EXERCISE DIRECTIONS:
Each record listed below is to be output exactly as written.

DATA TO USE:
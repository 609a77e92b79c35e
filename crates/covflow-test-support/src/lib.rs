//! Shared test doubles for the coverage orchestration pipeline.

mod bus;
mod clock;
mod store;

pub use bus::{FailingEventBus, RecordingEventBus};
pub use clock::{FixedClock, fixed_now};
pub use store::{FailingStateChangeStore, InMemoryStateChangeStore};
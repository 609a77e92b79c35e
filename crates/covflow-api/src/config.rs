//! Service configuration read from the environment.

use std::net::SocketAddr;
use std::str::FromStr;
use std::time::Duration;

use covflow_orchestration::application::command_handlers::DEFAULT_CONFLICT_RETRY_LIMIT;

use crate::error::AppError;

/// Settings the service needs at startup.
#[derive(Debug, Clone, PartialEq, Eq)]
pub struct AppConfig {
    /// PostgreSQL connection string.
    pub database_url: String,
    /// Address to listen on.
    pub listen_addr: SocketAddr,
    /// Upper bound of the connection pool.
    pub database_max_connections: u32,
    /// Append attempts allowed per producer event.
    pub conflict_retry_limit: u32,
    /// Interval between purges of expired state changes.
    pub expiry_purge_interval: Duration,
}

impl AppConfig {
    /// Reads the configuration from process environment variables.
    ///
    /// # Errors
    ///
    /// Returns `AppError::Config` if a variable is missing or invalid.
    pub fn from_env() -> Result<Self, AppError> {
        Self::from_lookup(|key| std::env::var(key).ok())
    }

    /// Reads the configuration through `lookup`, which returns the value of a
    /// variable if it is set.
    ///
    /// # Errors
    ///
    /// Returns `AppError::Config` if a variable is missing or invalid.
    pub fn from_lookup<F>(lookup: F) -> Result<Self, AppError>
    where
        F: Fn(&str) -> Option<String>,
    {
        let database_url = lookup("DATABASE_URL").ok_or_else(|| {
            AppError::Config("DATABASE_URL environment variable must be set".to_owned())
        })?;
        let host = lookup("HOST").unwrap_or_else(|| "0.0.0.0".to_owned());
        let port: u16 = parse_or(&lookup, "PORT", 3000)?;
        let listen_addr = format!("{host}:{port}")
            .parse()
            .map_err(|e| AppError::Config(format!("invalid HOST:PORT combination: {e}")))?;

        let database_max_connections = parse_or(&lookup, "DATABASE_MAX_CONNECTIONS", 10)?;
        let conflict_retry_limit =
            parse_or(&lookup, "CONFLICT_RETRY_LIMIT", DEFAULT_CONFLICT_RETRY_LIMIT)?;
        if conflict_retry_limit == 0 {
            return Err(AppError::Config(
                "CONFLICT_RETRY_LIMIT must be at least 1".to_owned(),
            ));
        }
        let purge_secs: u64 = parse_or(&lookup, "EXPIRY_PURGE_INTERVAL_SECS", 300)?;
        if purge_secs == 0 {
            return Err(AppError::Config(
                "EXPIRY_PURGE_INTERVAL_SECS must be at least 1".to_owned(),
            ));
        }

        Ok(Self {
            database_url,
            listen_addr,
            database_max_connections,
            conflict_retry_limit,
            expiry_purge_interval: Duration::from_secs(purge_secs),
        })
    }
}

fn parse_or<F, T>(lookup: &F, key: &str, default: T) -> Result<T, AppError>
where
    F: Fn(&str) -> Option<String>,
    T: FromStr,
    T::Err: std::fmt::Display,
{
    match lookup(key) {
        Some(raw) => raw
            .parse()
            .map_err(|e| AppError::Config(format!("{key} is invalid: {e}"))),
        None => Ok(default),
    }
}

ANSWER BOX:
repository 609a77e92b79c35e
filename crates/covflow-test-support/src/lib.rs
//! Shared test doubles for the coverage orchestration pipeline.

mod bus;
mod clock;
mod store;

pub use bus::{FailingEventBus, RecordingEventBus};
pub use clock::{FixedClock, fixed_now};
pub use store::{FailingStateChangeStore, InMemoryStateChangeStore};
repository 609a77e92b79c35e
filename crates/covflow-api/src/config.rs
//! Service configuration read from the environment.

use std::net::SocketAddr;
use std::str::FromStr;
use std::time::Duration;

use covflow_orchestration::application::command_handlers::DEFAULT_CONFLICT_RETRY_LIMIT;

use crate::error::AppError;

/// Settings the service needs at startup.
#[derive(Debug, Clone, PartialEq, Eq)]
pub struct AppConfig {
    /// PostgreSQL connection string.
    pub database_url: String,
    /// Address to listen on.
    pub listen_addr: SocketAddr,
    /// Upper bound of the connection pool.
    pub database_max_connections: u32,
    /// Append attempts allowed per producer event.
    pub conflict_retry_limit: u32,
    /// Interval between purges of expired state changes.
    pub expiry_purge_interval: Duration,
}

impl AppConfig {
    /// Reads the configuration from process environment variables.
    ///
    /// # Errors
    ///
    /// Returns `AppError::Config` if a variable is missing or invalid.
    pub fn from_env() -> Result<Self, AppError> {
        Self::from_lookup(|key| std::env::var(key).ok())
    }

    /// Reads the configuration through `lookup`, which returns the value of a
    /// variable if it is set.
    ///
    /// # Errors
    ///
    /// Returns `AppError::Config` if a variable is missing or invalid.
    pub fn from_lookup<F>(lookup: F) -> Result<Self, AppError>
    where
        F: Fn(&str) -> Option<String>,
    {
        let database_url = lookup("DATABASE_URL").ok_or_else(|| {
            AppError::Config("DATABASE_URL environment variable must be set".to_owned())
        })?;
        let host = lookup("HOST").unwrap_or_else(|| "0.0.0.0".to_owned());
        let port: u16 = parse_or(&lookup, "PORT", 3000)?;
        let listen_addr = format!("{host}:{port}")
            .parse()
            .map_err(|e| AppError::Config(format!("invalid HOST:PORT combination: {e}")))?;

        let database_max_connections = parse_or(&lookup, "DATABASE_MAX_CONNECTIONS", 10)?;
        let conflict_retry_limit =
            parse_or(&lookup, "CONFLICT_RETRY_LIMIT", DEFAULT_CONFLICT_RETRY_LIMIT)?;
        if conflict_retry_limit == 0 {
            return Err(AppError::Config(
                "CONFLICT_RETRY_LIMIT must be at least 1".to_owned(),
            ));
        }
        let purge_secs: u64 = parse_or(&lookup, "EXPIRY_PURGE_INTERVAL_SECS", 300)?;
        if purge_secs == 0 {
            return Err(AppError::Config(
                "EXPIRY_PURGE_INTERVAL_SECS must be at least 1".to_owned(),
            ));
        }

        Ok(Self {
            database_url,
            listen_addr,
            database_max_connections,
            conflict_retry_limit,
            expiry_purge_interval: Duration::from_secs(purge_secs),
        })
    }
}

fn parse_or<F, T>(lookup: &F, key: &str, default: T) -> Result<T, AppError>
where
    F: Fn(&str) -> Option<String>,
    T: FromStr,
    T::Err: std::fmt::Display,
{
    match lookup(key) {
        Some(raw) => raw
            .parse()
            .map_err(|e| AppError::Config(format!("{key} is invalid: {e}"))),
        None => Ok(default),
    }
}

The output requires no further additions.